The last I wrote a harsh article about roofers lacking fall protection, one of the more well known commercial contractors called and yelled at me. Said that my article was personally offensive to him and that he and his guys are always safe. Then he talked about how hard it is to make guys wear fall protection, and asked the question "when is the employee responsible for his safety." He may very well be on top of his safety program; I don't know, I have never been on one of his sites. However, that article was written to the industry in general, not any specific contractor, and no place in the article was his or any other name mentioned. Still, as crazy as I may sound, I enjoyed the call, the guy is passionate about safety, and that is the kind of passion that every contractor should have toward their worker's safety and well being. To answer his questions about when the employee is responsible, as far as I know, never. I am not a lawyer, and this is not at all legal advice. But as I understand it, if a worker gets hurt on the job, the employer is held accountable.
With the Occupational Safety and Health Act of 1970, Congress created the Occupational Safety and Health Administration (OSHA) to ensure safe and healthful working conditions for working men and women by setting and enforcing standards and by providing training, outreach, education and assistance.
The law is to protect employees, and the duty of the employer to identify hazards and protect their employees. This means finding the dangers, providing the training and the equipment to keep the workers safe, whatever it takes. One of the problems roofing contractors face is that old 'cats away mice will play" scenario. Sadly, installers will simply NOT tie off if there is no authority there to make them, and believe me, they have a lot of justifications for it, but none that are really valid or important enough to die for. For example, "it slows me down," so getting the work done an hour sooner is worth dying? Or "It is less safe being tied off, I could trip," so tripping on the roof is worse than fall off the roof?
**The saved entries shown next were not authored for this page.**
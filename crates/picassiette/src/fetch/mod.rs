//! # Fetch coordination
//!
//! [`Picassiette`] hands out values for string keys to [`Target`]s. A target is bound to at most
//! one key at a time, and only ever receives the result for the key it is currently bound to.
//!
//! A call to [`Picassiette::fetch`] goes through the following steps:
//!
//! - The in-memory cache is consulted synchronously. On a hit, whatever the target was fetching
//!   before is cancelled and the value is delivered right away.
//! - On a miss, a new request is registered on the target. If the target is already fetching the
//!   same key, nothing happens and the running fetch will deliver. If it is fetching another key,
//!   that fetch is cancelled without waiting for it.
//! - The persistent store is consulted in the background. A hit is delivered like a memory hit,
//!   unless the target has been rebound in the meantime.
//! - Only if both tiers miss, [`Target::on_pre_receive`] is scheduled and a fetch task is spawned,
//!   which runs the producer on the blocking pool.
//! - The result is stored in the in-memory cache and delivered to the target, unless the target has
//!   been rebound or the task was cancelled in the meantime.
//!
//! Producer failures and panics are logged and delivered as `None`. They are never cached, so the
//! next fetch of the same key runs the producer again.
//!
//! ## Delivery
//!
//! All target callbacks run on a single delivery context, see [`Dispatcher`]. Results are checked
//! against the target's [`TargetHandle`] on that context, which makes "is this still the task the
//! target is waiting for" and "deliver" a single step.
//!
//! ## Cancellation
//!
//! Every task holds a child of the coordinator's root [`CancellationToken`]. Cancellation is
//! cooperative and checked before the producer runs, after it returns, and right before delivery.
//! A producer that is already running is never interrupted.
//!
//! ### Metrics
//!
//! - `fetch.computation`: Producers that were actually run.
//! - `fetch.running`: A gauge of fetch tasks in flight.
//! - `fetch.failed`: Failed producers, tagged with a `reason`.
//! - `fetch.resource_exhausted`: Failures that triggered an emergency eviction.
//! - `fetch.delivered` / `fetch.superseded`: Results that were delivered or discarded.

use std::any::Any;
use std::fmt;
use std::fs;
use std::io;
use std::path::PathBuf;
use std::sync::atomic::{AtomicU64, Ordering};
use std::sync::{Arc, Mutex, Weak};

use thiserror::Error;
use tokio::runtime::Handle;
use tokio::sync::{Mutex as AsyncMutex, Semaphore, oneshot};
use tokio_util::sync::CancellationToken;
use tokio_util::task::TaskTracker;

use crate::caching::{CacheEngine, Codec, MemoryCache, Payload, PersistentStore, Weigher};
use crate::config::{
    Config, DEFAULT_DISK_CAPACITY, DEFAULT_DISK_NAMESPACE, DEFAULT_MEMORY_CAPACITY,
};

mod delivery;
mod target;
mod task;


pub use delivery::{Dispatcher, Job, SerialDispatcher};
pub use target::{Target, TargetHandle};
pub use task::ResourceExhausted;

use target::{Request, TaskTicket};
use task::FetchTask;

/// Produces the value for a key on a cache miss.
///
/// Producers run on the blocking pool and may block, fail, or panic.
pub type Producer<P, A> = Arc<dyn Fn(&str, &A) -> anyhow::Result<Option<P>> + Send + Sync>;

/// An error building a [`Picassiette`].
#[derive(Debug, Error)]
pub enum BuildError {
    /// Neither an explicit runtime was given, nor was `build` called from within one.
    #[error("no tokio runtime available")]
    NoRuntime,
    /// The persistent store directory could not be created.
    #[error("failed to create cache directory")]
    Io(#[from] io::Error),
}

/// Everything a fetch task needs, shared between the coordinator and its tasks.
pub(crate) struct FetchContext<P, A> {
    cache: Option<CacheEngine<P>>,
    producer: Producer<P, A>,
    dispatcher: Arc<dyn Dispatcher>,
    limiter: Option<Arc<Semaphore>>,
    runtime: Handle,
    running: AtomicU64,
    next_task_id: AtomicU64,
    tasks: TaskTracker,
}

impl<P: Payload, A: Send + Sync + 'static> FetchContext<P, A> {
    /// Binds a new task to `request` and spawns it, unless the target moved on in the meantime.
    fn start(
        self: &Arc<Self>,
        request: u64,
        key: Arc<str>,
        params: A,
        token: CancellationToken,
        target: Weak<dyn Target<P, A>>,
    ) {
        let Some(strong) = target.upgrade() else {
            return;
        };
        let ticket = strong.handle().bind(request, || TaskTicket {
            id: self.next_task_id.fetch_add(1, Ordering::Relaxed),
            key,
            token,
        });
        drop(strong);
        let Some(ticket) = ticket else {
            tracing::debug!("Target was rebound before its fetch started");
            return;
        };

        let params = Arc::new(params);
        {
            let target = target.clone();
            let key = Arc::clone(&ticket.key);
            let params = Arc::clone(&params);
            self.dispatcher.dispatch(Box::new(move || {
                if let Some(target) = target.upgrade() {
                    target.on_pre_receive(&key, &params);
                }
            }));
        }

        tracing::debug!(task = ticket.id, key = &*ticket.key, "Starting fetch");
        let task = FetchTask::new(ticket, params, target, Arc::clone(self));
        self.tasks.spawn_on(task.run(), &self.runtime);
    }

    /// Delivers a value found in the persistent store for `request`.
    fn deliver_stored(
        &self,
        request: u64,
        token: CancellationToken,
        target: Weak<dyn Target<P, A>>,
        value: P,
    ) {
        self.dispatcher.dispatch(Box::new(move || {
            let Some(target) = target.upgrade() else {
                return;
            };
            if token.is_cancelled() || !target.handle().is_current(request) {
                metric!(counter("fetch.superseded") += 1);
                tracing::debug!("Discarding persistent store hit of rebound target");
                return;
            }
            metric!(counter("fetch.delivered") += 1);
            target.on_receive(Some(value));
        }));
    }
}

struct Inner<P, A> {
    context: Arc<FetchContext<P, A>>,
    root: Mutex<CancellationToken>,
    idle_lock: AsyncMutex<()>,
}

impl<P, A> Drop for Inner<P, A> {
    fn drop(&mut self) {
        let root = self.root.get_mut().unwrap_or_else(|e| e.into_inner());
        root.cancel();
    }
}

/// A two-tier cache with per-target fetch coordination.
///
/// Cloning is cheap and all clones share the same caches and tasks. Once the last clone is dropped,
/// every outstanding fetch is cancelled.
pub struct Picassiette<P, A = ()> {
    inner: Arc<Inner<P, A>>,
}

impl<P, A> Clone for Picassiette<P, A> {
    fn clone(&self) -> Self {
        Self {
            inner: Arc::clone(&self.inner),
        }
    }
}

impl<P, A> fmt::Debug for Picassiette<P, A> {
    fn fmt(&self, f: &mut fmt::Formatter<'_>) -> fmt::Result {
        let context = &self.inner.context;
        f.debug_struct("Picassiette")
            .field("cache", &context.cache)
            .field("running", &context.running.load(Ordering::Relaxed))
            .finish()
    }
}

impl<P: Payload, A: Send + Sync + 'static> Picassiette<P, A> {
    /// Starts building a coordinator around `producer`.
    pub fn builder<F>(producer: F) -> PicassietteBuilder<P, A>
    where
        F: Fn(&str, &A) -> anyhow::Result<Option<P>> + Send + Sync + 'static,
    {
        PicassietteBuilder::new(Arc::new(producer))
    }

    /// Fetches the value for `key` and delivers it to `target`.
    ///
    /// Returns immediately. `target` is only held weakly by the fetch, and receives the value on
    /// the delivery context unless it gets rebound to another key first.
    pub fn fetch<T>(&self, key: &str, params: A, target: &Arc<T>)
    where
        T: Target<P, A>,
    {
        let context = &self.inner.context;

        if let Some(cache) = &context.cache {
            metric!(counter("caches.access") += 1);
            if let Some(value) = cache.lookup_memory(key) {
                target.handle().cancel_current();
                tracing::trace!(key, "Delivering from memory");

                let target = Arc::downgrade(target);
                context.dispatcher.dispatch(Box::new(move || {
                    if let Some(target) = target.upgrade() {
                        metric!(counter("fetch.delivered") += 1);
                        target.on_receive(Some(value));
                    }
                }));
                return;
            }
        }

        let request = match target.handle().begin(key) {
            Request::AlreadyFetching => {
                tracing::debug!(key, "Target is already fetching this key");
                return;
            }
            Request::Pending(request) => request,
        };

        let key: Arc<str> = key.into();
        let token = self.inner.root.lock().unwrap().child_token();
        let weak = Arc::downgrade(target);
        let weak: Weak<dyn Target<P, A>> = weak;

        let has_disk = context.cache.as_ref().is_some_and(|cache| cache.disk().is_some());
        if !has_disk {
            context.start(request, key, params, token, weak);
            return;
        }

        let lookup_context = Arc::clone(context);
        let lookup = async move {
            let context = lookup_context;
            let Some(cache) = &context.cache else {
                return;
            };
            let stored = tokio::select! {
                biased;
                _ = token.cancelled() => return,
                stored = cache.lookup_disk(&key) => stored,
            };
            match stored {
                Some(value) => {
                    tracing::trace!(key = &*key, "Delivering from persistent store");
                    context.deliver_stored(request, token, weak, value);
                }
                None => context.start(request, key, params, token, weak),
            }
        };
        context.tasks.spawn_on(lookup, &context.runtime);
    }

    /// Empties the in-memory cache and resets the persistent store.
    ///
    /// Does nothing if caching is disabled.
    pub fn clear_cache(&self) {
        if let Some(cache) = &self.inner.context.cache {
            tracing::debug!("Clearing caches");
            cache.evict_all_and_reset_disk();
        }
    }

    /// Cancels every outstanding fetch.
    ///
    /// Cancelled fetches never deliver. Fetches started afterwards run normally.
    pub fn cancel_all(&self) {
        let previous = std::mem::take(&mut *self.inner.root.lock().unwrap());
        tracing::debug!("Cancelling all fetches");
        previous.cancel();
    }

    /// The cache layers, or `None` if caching is disabled.
    pub fn cache(&self) -> Option<&CacheEngine<P>> {
        self.inner.context.cache.as_ref()
    }

    /// Waits until every fetch started so far has finished, and its result has gone through the
    /// delivery context.
    ///
    /// This relies on the [`Dispatcher`] running jobs in order.
    pub async fn wait_idle(&self) {
        let context = &self.inner.context;
        let _guard = self.inner.idle_lock.lock().await;
        context.tasks.close();
        context.tasks.wait().await;
        context.tasks.reopen();

        let (tx, rx) = oneshot::channel();
        context.dispatcher.dispatch(Box::new(move || {
            let _ = tx.send(());
        }));
        let _ = rx.await;
    }
}
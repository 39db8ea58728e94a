use std::sync::Arc;
use std::time::Duration;

use picassiette::{Bitmap, Picassiette};
use picassiette_test::CallCounter;

use crate::{channel_target, next_delivery, test};

/// Produces a solid square bitmap for keys like `"red/4"`.
fn squares(
    counter: &Arc<CallCounter>,
) -> impl Fn(&str, &()) -> anyhow::Result<Option<Bitmap>> + Send + Sync + 'static {
    let counter = Arc::clone(counter);
    move |key: &str, _: &()| {
        counter.record(key);
        let Some((color, size)) = key.split_once('/') else {
            return Ok(None);
        };
        let size: u32 = size.parse()?;
        let pixel: [u8; 4] = match color {
            "red" => [0xff, 0, 0, 0xff],
            "green" => [0, 0xff, 0, 0xff],
            _ => [0, 0, 0xff, 0xff],
        };
        let pixels = pixel.repeat((size * size) as usize);
        Ok(Bitmap::new(size, size, pixels))
    }
}

fn build(
    cache_dir: &test::TempDir,
    counter: &Arc<CallCounter>,
    disk_capacity: u64,
) -> Picassiette<Bitmap> {
    Picassiette::builder(squares(counter))
        .cache_dir(cache_dir.path())
        .disk_capacity(disk_capacity)
        .build()
        .unwrap()
}

#[tokio::test]
async fn test_bitmaps_survive_restart() {
    test::setup();
    let cache_dir = test::tempdir();
    let counter = Arc::new(CallCounter::new());
    let keys = ["red/2", "green/3", "blue/4"];

    {
        let picassiette = build(&cache_dir, &counter, 1024 * 1024);
        let cache = picassiette.cache().unwrap();
        cache.ready().await;
        let (target, mut deliveries) = channel_target();

        for key in keys {
            picassiette.fetch(key, (), &target);
            assert!(next_delivery(&mut deliveries).await.is_some());
        }
        // bitmaps are weighed by their decoded size
        assert_eq!(cache.memory().size(), (4 + 9 + 16) * 4);

        cache.evict_all();
        cache.flush().await;
    }

    let picassiette = build(&cache_dir, &counter, 1024 * 1024);
    picassiette.cache().unwrap().ready().await;
    let (target, mut deliveries) = channel_target();

    picassiette.fetch("green/3", (), &target);
    let bitmap = next_delivery(&mut deliveries).await.unwrap();
    assert_eq!((bitmap.width(), bitmap.height()), (3, 3));
    assert_eq!(&bitmap.pixels()[..4], &[0u8, 0xff, 0, 0xff]);

    for key in keys {
        assert_eq!(counter.get(key), 1, "{key}");
    }
}

#[tokio::test]
async fn test_store_trimmed_on_restart() {
    test::setup();
    let cache_dir = test::tempdir();
    let counter = Arc::new(CallCounter::new());
    // header plus 2x2 RGBA pixels
    let entry_size = 12 + 16;

    {
        let picassiette = build(&cache_dir, &counter, 1024 * 1024);
        let cache = picassiette.cache().unwrap();
        cache.ready().await;
        let (target, mut deliveries) = channel_target();

        for key in ["red/2", "green/2", "blue/2"] {
            picassiette.fetch(key, (), &target);
            next_delivery(&mut deliveries).await;
            cache.evict_all();
            cache.flush().await;
            // distinct modification times
            tokio::time::sleep(Duration::from_millis(20)).await;
        }
        assert_eq!(cache.disk().unwrap().len(), 3);
    }

    let picassiette = build(&cache_dir, &counter, 2 * entry_size);
    let cache = picassiette.cache().unwrap();
    cache.ready().await;
    assert_eq!(cache.disk().unwrap().len(), 2);
    assert_eq!(cache.disk().unwrap().size(), 2 * entry_size);

    let (target, mut deliveries) = channel_target();
    for key in ["red/2", "green/2", "blue/2"] {
        picassiette.fetch(key, (), &target);
        assert!(next_delivery(&mut deliveries).await.is_some());
    }
    // only the oldest entry had to be produced again
    assert_eq!(counter.get("red/2"), 2);
    assert_eq!(counter.get("green/2"), 1);
    assert_eq!(counter.get("blue/2"), 1);
}

#[tokio::test]
async fn test_invalid_key_delivers_none() {
    test::setup();
    let cache_dir = test::tempdir();
    let counter = Arc::new(CallCounter::new());
    let picassiette = build(&cache_dir, &counter, 1024);
    let (target, mut deliveries) = channel_target();

    picassiette.fetch("red/lots", (), &target);
    assert_eq!(next_delivery(&mut deliveries).await, None);
    picassiette.fetch("no-size", (), &target);
    assert_eq!(next_delivery(&mut deliveries).await, None);
    assert!(picassiette.cache().unwrap().memory().is_empty());
}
They can get away with this because they know they can simply walk off the job and go work for that other guy who does not force them to wear fall protection. Or does not supervise their jobs very well, and lets the installers do whatever they want. Just take a drive through any neighborhood or new construction, and you will see what I am saying is true. If you do find a roofer who is tied off, that is amazing and unusual. Back to the contractor who called me that day, he said it was frustrating because there are roofing contractors who don't make their guys wear fall protection. Not only do they risk the lives of their workers, but they also do the job for much less since they are not paying for the safety they can do that.
Let's look at residential roofing, which is the worst offender. How can we stop this problem?
If you see something, say something. Call ADOSH and report it, or call the contractor and let them know what you see, take a photo and send it. If you just go by and say nothing, you are not part of the solution, are you?
If you are a homeowner, DONT let anyone work on your roof without proper fall protection if someone gets hurt can you live with that? And there is also your liability to consider if that contractor does not care about the safety of his work do you think he is covering them with workman's compensation? Also, make sure that you KNOW if your contractor is using a subcontractor, who has to be licensed and insured in addition to the contractor. So you know, subs can not work "under" anyone else license. And of course its the law that a roofer wears fall protection, what insurance company covers breaking the law?
OK, what about the new builds?
There are numerous contractors, workers, and representatives of the developers walking around, and even so, there are violations everywhere? How did they get so complacent? I think that developers should be held accountable for the conditions on their sites, people DIE on those sites, and still, nothing changes.
Toss a few of those developers in jail, and I bet we start seeing roofers with fall protection.
Oh, that won't happen, you say? Well, I don't know about any developer, but roofing contractors are sitting in jail right now because someone fell and died on their job.
The bottom line is that we are all responsible, the owners, the contractors, the developers, and yes, the workers too. It is up to all of us to make sure our roofers are going home every night; there is no roofing job worth dying for. And when someone does get killed, none of those justifications or excuses will bring them back.